Now that the Mass translation is complete and on track, work on the legendary St. Louis Gradual by Fr. Samuel Weber can continue apace. The goal is a complete English Gradual for the ordinary form, and it is certainly within reach.

But there are many options to consider. The largest possible edition is all days of the year with antiphons and Psalms. This would likely be several volumes. I had suggested that what we really need is the equivalent of the Gregorian Missal that covers Sundays and feast days only, since this is what is used most often in parishes. Fr. agrees with that.

But that does not end all questions. The big one is whether to produce a pew edition without Psalms and just antiphons, and they make a separate edition for the cantor. I had suggested to him that this would be of limited use in parish environment. It is doubtful that such a book would need to be in the pews at all, and what we need is a schola edition that includes antiphons and all pointed Psalms. The people can have the antiphons printed in the program for the week for those who want the people to sing – though even this is not necessary.

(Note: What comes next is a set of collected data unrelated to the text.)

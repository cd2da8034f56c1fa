//! Query client example: caching, deduplication, events and mutations.
//!
//! Run with: `cargo run --example queries`

use querykit::{ApiClient, Error, MutationOptions, QueryClient, QueryOptions};
use serde::Deserialize;
use serde_json::json;
use std::time::Duration;

#[derive(Debug, Deserialize)]
#[allow(dead_code)]
struct Todo {
    id: u32,
    title: String,
    completed: bool,
}

#[tokio::main]
async fn main() -> Result<(), Error> {
    tracing_subscriber::fmt()
        .with_env_filter("querykit=debug,queries=info")
        .init();

    let api = ApiClient::builder()
        .base_url("https://jsonplaceholder.typicode.com")?
        .build()?;
    let queries = QueryClient::builder(api)
        .stale_time(Duration::from_secs(30))
        .build();

    let mut events = queries.subscribe();
    tokio::spawn(async move {
        while let Ok(event) = events.recv().await {
            println!("  event {} {}", event.name(), event.key());
        }
    });

    println!("=== Three identical queries, one request ===");
    let todos = || QueryOptions::new(["todos", "user", "1"], "/todos?userId=1");
    let (a, b, c) = tokio::join!(
        queries.query::<Vec<Todo>>(todos()),
        queries.query::<Vec<Todo>>(todos()),
        queries.query::<Vec<Todo>>(todos()),
    );
    println!("Got {}, {} and {} todos", a?.len(), b?.len(), c?.len());

    println!("=== Served from cache ===");
    let cached = queries.query::<Vec<Todo>>(todos()).await?;
    println!("{} todos, cache stats: {:?}", cached.len(), queries.cache_stats());

    println!("=== Mutation with invalidation ===");
    let created: serde_json::Value = queries
        .mutate(
            MutationOptions::new("/todos")
                .json(&json!({ "title": "write docs", "userId": 1, "completed": false }))?
                .invalidates(["todos"]),
        )
        .await?;
    println!("Created {}", created);
    println!("State after invalidation: {:?}", queries.get_query_state(["todos", "user", "1"]).status);

    tokio::time::sleep(Duration::from_millis(50)).await;
    Ok(())
}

There are many subtle points here. Are we ready to insist that, after all, the introit, offertory, and communion are schola parts and not people parts? Or is the socialization of hymn singing at the entrance so strong that people will expect to sing the antiphon or at least be given the opportunitty? If so, it is perhaps enough to print it in the program. Then there is the issue of whether in fact parishes are ready to adopt a single book for Mass propers or continue the current practice of picking and choosing between sources.

This is all part of the details of a transition from a hymn-based liturgy to one that actually employs music to sing the liturgy itself. This are difficult questions and no final answers. The issue here really comes down to which is most useful for parishes at this point in history.

If you would like to weigh in, consider these two possibilities:

Antiphons with limited Psalms for a pew edition (perhaps 400 pages)

Antiphons with full Psalmody for the schola (perhaps 700 pages)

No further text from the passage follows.